[Entries shown]
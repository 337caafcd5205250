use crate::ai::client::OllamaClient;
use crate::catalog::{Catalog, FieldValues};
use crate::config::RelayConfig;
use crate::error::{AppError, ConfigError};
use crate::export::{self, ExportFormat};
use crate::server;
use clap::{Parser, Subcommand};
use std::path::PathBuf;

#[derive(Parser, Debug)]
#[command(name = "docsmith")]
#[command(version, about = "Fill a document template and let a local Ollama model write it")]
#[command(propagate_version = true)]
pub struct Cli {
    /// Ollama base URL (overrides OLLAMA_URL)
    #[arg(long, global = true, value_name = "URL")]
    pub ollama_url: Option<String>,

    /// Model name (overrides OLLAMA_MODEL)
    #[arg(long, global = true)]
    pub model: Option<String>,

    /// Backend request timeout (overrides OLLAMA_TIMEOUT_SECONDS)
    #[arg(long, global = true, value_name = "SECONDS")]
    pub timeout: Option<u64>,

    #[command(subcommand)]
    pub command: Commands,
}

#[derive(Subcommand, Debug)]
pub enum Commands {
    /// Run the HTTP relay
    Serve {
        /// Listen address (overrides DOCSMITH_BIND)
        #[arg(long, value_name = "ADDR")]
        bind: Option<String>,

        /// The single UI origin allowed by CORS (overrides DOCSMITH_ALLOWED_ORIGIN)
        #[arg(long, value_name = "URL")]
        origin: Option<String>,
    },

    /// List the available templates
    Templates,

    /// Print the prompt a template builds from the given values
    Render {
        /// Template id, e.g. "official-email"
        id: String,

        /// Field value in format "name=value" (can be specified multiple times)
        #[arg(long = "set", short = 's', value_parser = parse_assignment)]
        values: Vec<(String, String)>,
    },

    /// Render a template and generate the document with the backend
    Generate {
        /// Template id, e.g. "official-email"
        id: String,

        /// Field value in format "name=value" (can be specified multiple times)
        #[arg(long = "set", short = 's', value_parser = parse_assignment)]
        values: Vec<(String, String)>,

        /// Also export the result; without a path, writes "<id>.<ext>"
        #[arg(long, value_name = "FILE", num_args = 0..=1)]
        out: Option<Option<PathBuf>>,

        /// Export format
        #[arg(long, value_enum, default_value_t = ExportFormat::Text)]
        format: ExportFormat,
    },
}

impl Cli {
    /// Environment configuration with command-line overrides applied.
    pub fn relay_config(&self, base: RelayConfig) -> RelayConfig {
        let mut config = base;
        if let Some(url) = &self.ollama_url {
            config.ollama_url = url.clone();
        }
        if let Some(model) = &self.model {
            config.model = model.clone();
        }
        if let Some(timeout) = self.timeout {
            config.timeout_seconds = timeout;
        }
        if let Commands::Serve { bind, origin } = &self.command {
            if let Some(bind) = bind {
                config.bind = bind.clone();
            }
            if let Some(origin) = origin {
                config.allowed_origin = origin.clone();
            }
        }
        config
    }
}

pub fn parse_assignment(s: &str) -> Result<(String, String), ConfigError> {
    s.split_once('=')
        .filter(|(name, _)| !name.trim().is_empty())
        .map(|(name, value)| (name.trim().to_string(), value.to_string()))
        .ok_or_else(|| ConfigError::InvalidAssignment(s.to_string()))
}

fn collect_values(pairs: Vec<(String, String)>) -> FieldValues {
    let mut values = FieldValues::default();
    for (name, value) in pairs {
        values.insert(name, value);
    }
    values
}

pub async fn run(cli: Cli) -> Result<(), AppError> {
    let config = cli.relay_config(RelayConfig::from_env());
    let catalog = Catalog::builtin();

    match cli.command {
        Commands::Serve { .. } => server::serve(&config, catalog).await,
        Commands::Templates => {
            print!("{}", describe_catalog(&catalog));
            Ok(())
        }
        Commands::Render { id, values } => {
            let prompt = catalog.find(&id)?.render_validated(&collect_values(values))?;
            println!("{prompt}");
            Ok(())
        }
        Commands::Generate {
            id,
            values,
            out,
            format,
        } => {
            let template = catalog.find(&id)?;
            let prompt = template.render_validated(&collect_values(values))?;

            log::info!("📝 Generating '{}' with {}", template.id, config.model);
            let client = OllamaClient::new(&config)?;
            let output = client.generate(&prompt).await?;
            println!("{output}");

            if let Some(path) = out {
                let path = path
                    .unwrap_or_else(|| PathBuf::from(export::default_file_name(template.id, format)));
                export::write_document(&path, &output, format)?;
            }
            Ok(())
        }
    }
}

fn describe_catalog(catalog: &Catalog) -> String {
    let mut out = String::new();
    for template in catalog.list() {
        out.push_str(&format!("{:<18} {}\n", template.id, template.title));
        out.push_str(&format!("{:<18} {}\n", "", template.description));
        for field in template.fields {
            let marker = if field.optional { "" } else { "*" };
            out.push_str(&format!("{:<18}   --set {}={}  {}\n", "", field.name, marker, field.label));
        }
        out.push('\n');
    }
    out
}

[What you should do] Every record, restated word for word, should make up your reply.

[Answer for this exercise]
repository 337caafcd5205250
use crate::ai::client::OllamaClient;
use crate::catalog::{Catalog, FieldValues};
use crate::config::RelayConfig;
use crate::error::{AppError, ConfigError};
use crate::export::{self, ExportFormat};
use crate::server;
use clap::{Parser, Subcommand};
use std::path::PathBuf;

#[derive(Parser, Debug)]
#[command(name = "docsmith")]
#[command(version, about = "Fill a document template and let a local Ollama model write it")]
#[command(propagate_version = true)]
pub struct Cli {
    /// Ollama base URL (overrides OLLAMA_URL)
    #[arg(long, global = true, value_name = "URL")]
    pub ollama_url: Option<String>,

    /// Model name (overrides OLLAMA_MODEL)
    #[arg(long, global = true)]
    pub model: Option<String>,

    /// Backend request timeout (overrides OLLAMA_TIMEOUT_SECONDS)
    #[arg(long, global = true, value_name = "SECONDS")]
    pub timeout: Option<u64>,

    #[command(subcommand)]
    pub command: Commands,
}

#[derive(Subcommand, Debug)]
pub enum Commands {
    /// Run the HTTP relay
    Serve {
        /// Listen address (overrides DOCSMITH_BIND)
        #[arg(long, value_name = "ADDR")]
        bind: Option<String>,

        /// The single UI origin allowed by CORS (overrides DOCSMITH_ALLOWED_ORIGIN)
        #[arg(long, value_name = "URL")]
        origin: Option<String>,
    },

    /// List the available templates
    Templates,

    /// Print the prompt a template builds from the given values
    Render {
        /// Template id, e.g. "official-email"
        id: String,

        /// Field value in format "name=value" (can be specified multiple times)
        #[arg(long = "set", short = 's', value_parser = parse_assignment)]
        values: Vec<(String, String)>,
    },

    /// Render a template and generate the document with the backend
    Generate {
        /// Template id, e.g. "official-email"
        id: String,

        /// Field value in format "name=value" (can be specified multiple times)
        #[arg(long = "set", short = 's', value_parser = parse_assignment)]
        values: Vec<(String, String)>,

        /// Also export the result; without a path, writes "<id>.<ext>"
        #[arg(long, value_name = "FILE", num_args = 0..=1)]
        out: Option<Option<PathBuf>>,

        /// Export format
        #[arg(long, value_enum, default_value_t = ExportFormat::Text)]
        format: ExportFormat,
    },
}

impl Cli {
    /// Environment configuration with command-line overrides applied.
    pub fn relay_config(&self, base: RelayConfig) -> RelayConfig {
        let mut config = base;
        if let Some(url) = &self.ollama_url {
            config.ollama_url = url.clone();
        }
        if let Some(model) = &self.model {
            config.model = model.clone();
        }
        if let Some(timeout) = self.timeout {
            config.timeout_seconds = timeout;
        }
        if let Commands::Serve { bind, origin } = &self.command {
            if let Some(bind) = bind {
                config.bind = bind.clone();
            }
            if let Some(origin) = origin {
                config.allowed_origin = origin.clone();
            }
        }
        config
    }
}

pub fn parse_assignment(s: &str) -> Result<(String, String), ConfigError> {
    s.split_once('=')
        .filter(|(name, _)| !name.trim().is_empty())
        .map(|(name, value)| (name.trim().to_string(), value.to_string()))
        .ok_or_else(|| ConfigError::InvalidAssignment(s.to_string()))
}

fn collect_values(pairs: Vec<(String, String)>) -> FieldValues {
    let mut values = FieldValues::default();
    for (name, value) in pairs {
        values.insert(name, value);
    }
    values
}

pub async fn run(cli: Cli) -> Result<(), AppError> {
    let config = cli.relay_config(RelayConfig::from_env());
    let catalog = Catalog::builtin();

    match cli.command {
        Commands::Serve { .. } => server::serve(&config, catalog).await,
        Commands::Templates => {
            print!("{}", describe_catalog(&catalog));
            Ok(())
        }
        Commands::Render { id, values } => {
            let prompt = catalog.find(&id)?.render_validated(&collect_values(values))?;
            println!("{prompt}");
            Ok(())
        }
        Commands::Generate {
            id,
            values,
            out,
            format,
        } => {
            let template = catalog.find(&id)?;
            let prompt = template.render_validated(&collect_values(values))?;

            log::info!("📝 Generating '{}' with {}", template.id, config.model);
            let client = OllamaClient::new(&config)?;
            let output = client.generate(&prompt).await?;
            println!("{output}");

            if let Some(path) = out {
                let path = path
                    .unwrap_or_else(|| PathBuf::from(export::default_file_name(template.id, format)));
                export::write_document(&path, &output, format)?;
            }
            Ok(())
        }
    }
}

fn describe_catalog(catalog: &Catalog) -> String {
    let mut out = String::new();
    for template in catalog.list() {
        out.push_str(&format!("{:<18} {}\n", template.id, template.title));
        out.push_str(&format!("{:<18} {}\n", "", template.description));
        for field in template.fields {
            let marker = if field.optional { "" } else { "*" };
            out.push_str(&format!("{:<18}   --set {}={}  {}\n", "", field.name, marker, field.label));
        }
        out.push('\n');
    }
    out
}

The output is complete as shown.